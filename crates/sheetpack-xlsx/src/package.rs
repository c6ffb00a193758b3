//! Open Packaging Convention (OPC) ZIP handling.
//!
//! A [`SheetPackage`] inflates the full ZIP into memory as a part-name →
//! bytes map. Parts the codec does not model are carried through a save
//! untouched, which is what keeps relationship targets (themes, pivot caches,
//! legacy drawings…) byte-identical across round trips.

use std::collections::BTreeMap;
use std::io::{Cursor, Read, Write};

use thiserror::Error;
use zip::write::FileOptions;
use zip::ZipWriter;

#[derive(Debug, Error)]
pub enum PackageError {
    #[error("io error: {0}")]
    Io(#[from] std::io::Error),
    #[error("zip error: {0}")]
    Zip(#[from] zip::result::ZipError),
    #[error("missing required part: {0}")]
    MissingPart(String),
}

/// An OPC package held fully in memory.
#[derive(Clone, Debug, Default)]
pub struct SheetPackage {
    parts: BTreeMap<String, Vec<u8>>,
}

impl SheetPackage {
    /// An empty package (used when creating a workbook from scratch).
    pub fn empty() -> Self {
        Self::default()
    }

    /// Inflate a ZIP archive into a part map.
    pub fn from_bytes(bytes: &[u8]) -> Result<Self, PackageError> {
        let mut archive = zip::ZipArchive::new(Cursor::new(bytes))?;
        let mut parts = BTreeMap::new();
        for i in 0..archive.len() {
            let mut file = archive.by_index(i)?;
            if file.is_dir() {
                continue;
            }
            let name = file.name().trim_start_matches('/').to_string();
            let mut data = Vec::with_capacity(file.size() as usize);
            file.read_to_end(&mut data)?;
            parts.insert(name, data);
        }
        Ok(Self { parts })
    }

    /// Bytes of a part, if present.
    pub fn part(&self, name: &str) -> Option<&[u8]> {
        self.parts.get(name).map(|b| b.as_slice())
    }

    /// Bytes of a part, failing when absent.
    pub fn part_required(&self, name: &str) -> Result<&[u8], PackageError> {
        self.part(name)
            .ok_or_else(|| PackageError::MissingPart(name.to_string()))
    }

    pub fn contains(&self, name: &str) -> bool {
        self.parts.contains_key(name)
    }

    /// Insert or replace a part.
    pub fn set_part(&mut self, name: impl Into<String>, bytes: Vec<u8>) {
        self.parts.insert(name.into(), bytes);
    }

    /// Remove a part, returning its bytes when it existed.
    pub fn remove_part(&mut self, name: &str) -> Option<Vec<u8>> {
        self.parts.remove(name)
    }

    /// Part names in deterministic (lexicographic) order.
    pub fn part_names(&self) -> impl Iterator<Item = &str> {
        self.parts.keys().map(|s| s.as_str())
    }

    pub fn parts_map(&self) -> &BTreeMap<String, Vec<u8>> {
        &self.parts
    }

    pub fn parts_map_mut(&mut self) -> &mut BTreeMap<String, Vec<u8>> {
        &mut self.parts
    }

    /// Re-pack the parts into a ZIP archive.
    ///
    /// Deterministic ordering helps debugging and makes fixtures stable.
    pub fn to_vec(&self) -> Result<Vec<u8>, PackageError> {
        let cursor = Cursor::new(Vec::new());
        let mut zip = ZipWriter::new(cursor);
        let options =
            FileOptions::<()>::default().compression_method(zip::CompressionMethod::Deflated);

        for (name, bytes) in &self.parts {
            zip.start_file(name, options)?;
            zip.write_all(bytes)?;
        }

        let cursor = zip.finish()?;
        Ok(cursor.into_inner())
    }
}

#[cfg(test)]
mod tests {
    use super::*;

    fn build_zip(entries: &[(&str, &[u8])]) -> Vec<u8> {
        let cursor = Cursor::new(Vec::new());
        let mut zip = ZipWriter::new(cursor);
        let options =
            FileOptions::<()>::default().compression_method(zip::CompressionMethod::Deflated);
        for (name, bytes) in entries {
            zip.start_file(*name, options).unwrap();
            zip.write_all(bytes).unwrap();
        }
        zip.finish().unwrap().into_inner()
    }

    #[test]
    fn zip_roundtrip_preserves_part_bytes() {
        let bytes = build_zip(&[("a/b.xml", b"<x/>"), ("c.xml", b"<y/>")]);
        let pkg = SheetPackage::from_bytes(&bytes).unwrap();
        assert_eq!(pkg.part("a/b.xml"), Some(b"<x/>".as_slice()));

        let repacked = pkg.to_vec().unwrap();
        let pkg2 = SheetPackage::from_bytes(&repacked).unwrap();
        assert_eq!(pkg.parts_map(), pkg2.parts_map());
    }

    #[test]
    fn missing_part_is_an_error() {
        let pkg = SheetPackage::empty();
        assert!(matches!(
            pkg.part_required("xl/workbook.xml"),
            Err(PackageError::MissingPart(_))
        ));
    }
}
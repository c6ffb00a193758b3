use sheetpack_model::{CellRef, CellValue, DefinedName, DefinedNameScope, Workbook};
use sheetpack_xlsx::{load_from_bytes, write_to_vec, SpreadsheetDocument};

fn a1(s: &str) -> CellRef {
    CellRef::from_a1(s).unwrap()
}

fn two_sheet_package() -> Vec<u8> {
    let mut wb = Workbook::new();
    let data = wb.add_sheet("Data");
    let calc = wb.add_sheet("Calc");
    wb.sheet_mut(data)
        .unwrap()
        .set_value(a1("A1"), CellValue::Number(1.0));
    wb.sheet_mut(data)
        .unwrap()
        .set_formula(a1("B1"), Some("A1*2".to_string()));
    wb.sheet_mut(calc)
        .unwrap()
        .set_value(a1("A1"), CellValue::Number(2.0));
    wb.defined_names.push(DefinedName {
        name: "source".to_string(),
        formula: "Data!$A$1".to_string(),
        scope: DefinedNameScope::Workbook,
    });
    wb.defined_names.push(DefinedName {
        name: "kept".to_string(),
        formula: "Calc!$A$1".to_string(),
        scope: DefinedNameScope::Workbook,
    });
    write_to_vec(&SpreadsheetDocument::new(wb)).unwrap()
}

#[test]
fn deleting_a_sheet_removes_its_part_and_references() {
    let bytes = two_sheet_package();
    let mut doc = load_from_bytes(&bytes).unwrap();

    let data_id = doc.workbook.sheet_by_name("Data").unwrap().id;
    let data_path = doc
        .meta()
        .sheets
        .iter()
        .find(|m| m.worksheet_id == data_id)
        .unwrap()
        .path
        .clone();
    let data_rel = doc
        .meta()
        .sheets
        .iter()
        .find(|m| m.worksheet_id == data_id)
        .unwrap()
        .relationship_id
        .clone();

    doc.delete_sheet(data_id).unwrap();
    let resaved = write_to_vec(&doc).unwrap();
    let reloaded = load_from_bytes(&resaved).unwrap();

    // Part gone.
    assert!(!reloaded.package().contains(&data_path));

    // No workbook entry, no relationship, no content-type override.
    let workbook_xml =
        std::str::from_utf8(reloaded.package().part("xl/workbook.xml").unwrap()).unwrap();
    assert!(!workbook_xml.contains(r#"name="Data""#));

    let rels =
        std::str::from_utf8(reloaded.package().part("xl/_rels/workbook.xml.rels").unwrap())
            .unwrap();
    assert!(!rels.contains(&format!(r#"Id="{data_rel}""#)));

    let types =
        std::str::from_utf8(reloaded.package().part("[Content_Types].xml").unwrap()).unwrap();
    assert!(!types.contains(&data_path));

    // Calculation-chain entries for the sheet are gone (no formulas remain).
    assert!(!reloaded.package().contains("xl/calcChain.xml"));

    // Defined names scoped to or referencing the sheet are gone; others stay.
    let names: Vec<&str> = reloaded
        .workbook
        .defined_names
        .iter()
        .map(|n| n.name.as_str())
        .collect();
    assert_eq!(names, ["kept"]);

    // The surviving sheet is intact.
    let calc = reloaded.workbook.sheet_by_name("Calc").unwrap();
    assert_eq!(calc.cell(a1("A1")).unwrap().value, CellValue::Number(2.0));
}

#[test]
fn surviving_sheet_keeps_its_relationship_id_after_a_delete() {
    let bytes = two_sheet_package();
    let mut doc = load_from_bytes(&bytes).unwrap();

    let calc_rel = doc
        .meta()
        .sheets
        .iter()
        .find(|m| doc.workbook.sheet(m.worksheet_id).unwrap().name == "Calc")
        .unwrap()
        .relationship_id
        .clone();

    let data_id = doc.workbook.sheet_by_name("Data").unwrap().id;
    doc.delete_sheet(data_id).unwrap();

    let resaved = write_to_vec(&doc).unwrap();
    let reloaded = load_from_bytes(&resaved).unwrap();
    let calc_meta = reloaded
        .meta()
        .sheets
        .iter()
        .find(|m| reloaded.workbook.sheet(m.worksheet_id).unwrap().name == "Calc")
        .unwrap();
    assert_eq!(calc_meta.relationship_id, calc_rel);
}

####

Quote verbatim the opening lines of the listing above, ending with the line where "a part map." appears; include both endpoints and nothing more.

> Worked solution
filename crates/sheetpack-xlsx/src/package.rs
repository c6ffb00a193758b3
//! Open Packaging Convention (OPC) ZIP handling.
//!
//! A [`SheetPackage`] inflates the full ZIP into memory as a part-name →
//! bytes map. Parts the codec does not model are carried through a save
//! untouched, which is what keeps relationship targets (themes, pivot caches,
//! legacy drawings…) byte-identical across round trips.

use std::collections::BTreeMap;
use std::io::{Cursor, Read, Write};

use thiserror::Error;
use zip::write::FileOptions;
use zip::ZipWriter;

#[derive(Debug, Error)]
pub enum PackageError {
    #[error("io error: {0}")]
    Io(#[from] std::io::Error),
    #[error("zip error: {0}")]
    Zip(#[from] zip::result::ZipError),
    #[error("missing required part: {0}")]
    MissingPart(String),
}

/// An OPC package held fully in memory.
#[derive(Clone, Debug, Default)]
pub struct SheetPackage {
    parts: BTreeMap<String, Vec<u8>>,
}

impl SheetPackage {
    /// An empty package (used when creating a workbook from scratch).
    pub fn empty() -> Self {
        Self::default()
    }

    /// Inflate a ZIP archive into a part map.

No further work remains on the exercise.